## What to produce:
Give every line of the listing back, exactly as written.

## Data:
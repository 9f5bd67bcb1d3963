//! Utilities for the creation scripts.

use std::{
    fs,
    path::Path,
    str::FromStr,
    time::{SystemTime, UNIX_EPOCH},
};

use alloy::{
    primitives::{Bytes, U256},
    signers::local::PrivateKeySigner,
};
use serde::{de::DeserializeOwned, Serialize};

use crate::errors::ScriptError;

/// Read and deserialize a JSON file
pub fn read_json_file<T: DeserializeOwned>(path: &Path) -> Result<T, ScriptError> {
    let contents = fs::read_to_string(path)
        .map_err(|e| ScriptError::ReadFile(format!("{}: {}", path.display(), e)))?;

    serde_json::from_str(&contents)
        .map_err(|e| ScriptError::Serde(format!("{}: {}", path.display(), e)))
}

/// Serialize a value into a pretty-printed JSON file, replacing its contents
pub fn write_json_file<T: Serialize>(path: &Path, value: &T) -> Result<(), ScriptError> {
    let contents =
        serde_json::to_string_pretty(value).map_err(|e| ScriptError::Serde(e.to_string()))?;

    fs::write(path, contents)
        .map_err(|e| ScriptError::WriteFile(format!("{}: {}", path.display(), e)))
}

/// A factory nonce derived from the wall clock, in milliseconds since the Unix epoch
///
/// Two invocations within the same millisecond produce the same nonce.
pub fn wall_clock_nonce() -> Result<U256, ScriptError> {
    let millis = SystemTime::now()
        .duration_since(UNIX_EPOCH)
        .map_err(|e| ScriptError::Config(e.to_string()))?
        .as_millis();

    Ok(U256::from(millis))
}

/// Parse the deployer's private key
pub fn parse_signer(priv_key: &str) -> Result<PrivateKeySigner, ScriptError> {
    PrivateKeySigner::from_str(priv_key)
        .map_err(|e| ScriptError::ClientInitialization(e.to_string()))
}

/// Parse an unsigned integer, in decimal or `0x`-prefixed hex
pub fn parse_u256(raw: &str, what: &str) -> Result<U256, ScriptError> {
    U256::from_str(raw.trim()).map_err(|e| ScriptError::Config(format!("{what} {raw}: {e}")))
}

/// Parse hex encoded bytes, with or without a `0x` prefix
pub fn parse_hex_bytes(raw: &str, what: &str) -> Result<Bytes, ScriptError> {
    Bytes::from_str(raw.trim()).map_err(|e| ScriptError::Config(format!("{what} {raw}: {e}")))
}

## Result of this task:
repository 9f5bd67bcb1d3963
//! Utilities for the creation scripts.

use std::{
    fs,
    path::Path,
    str::FromStr,
    time::{SystemTime, UNIX_EPOCH},
};

use alloy::{
    primitives::{Bytes, U256},
    signers::local::PrivateKeySigner,
};
use serde::{de::DeserializeOwned, Serialize};

use crate::errors::ScriptError;

/// Read and deserialize a JSON file
pub fn read_json_file<T: DeserializeOwned>(path: &Path) -> Result<T, ScriptError> {
    let contents = fs::read_to_string(path)
        .map_err(|e| ScriptError::ReadFile(format!("{}: {}", path.display(), e)))?;

    serde_json::from_str(&contents)
        .map_err(|e| ScriptError::Serde(format!("{}: {}", path.display(), e)))
}

/// Serialize a value into a pretty-printed JSON file, replacing its contents
pub fn write_json_file<T: Serialize>(path: &Path, value: &T) -> Result<(), ScriptError> {
    let contents =
        serde_json::to_string_pretty(value).map_err(|e| ScriptError::Serde(e.to_string()))?;

    fs::write(path, contents)
        .map_err(|e| ScriptError::WriteFile(format!("{}: {}", path.display(), e)))
}

/// A factory nonce derived from the wall clock, in milliseconds since the Unix epoch
///
/// Two invocations within the same millisecond produce the same nonce.
pub fn wall_clock_nonce() -> Result<U256, ScriptError> {
    let millis = SystemTime::now()
        .duration_since(UNIX_EPOCH)
        .map_err(|e| ScriptError::Config(e.to_string()))?
        .as_millis();

    Ok(U256::from(millis))
}

/// Parse the deployer's private key
pub fn parse_signer(priv_key: &str) -> Result<PrivateKeySigner, ScriptError> {
    PrivateKeySigner::from_str(priv_key)
        .map_err(|e| ScriptError::ClientInitialization(e.to_string()))
}

/// Parse an unsigned integer, in decimal or `0x`-prefixed hex
pub fn parse_u256(raw: &str, what: &str) -> Result<U256, ScriptError> {
    U256::from_str(raw.trim()).map_err(|e| ScriptError::Config(format!("{what} {raw}: {e}")))
}

/// Parse hex encoded bytes, with or without a `0x` prefix
pub fn parse_hex_bytes(raw: &str, what: &str) -> Result<Bytes, ScriptError> {
    Bytes::from_str(raw.trim()).map_err(|e| ScriptError::Config(format!("{what} {raw}: {e}")))
}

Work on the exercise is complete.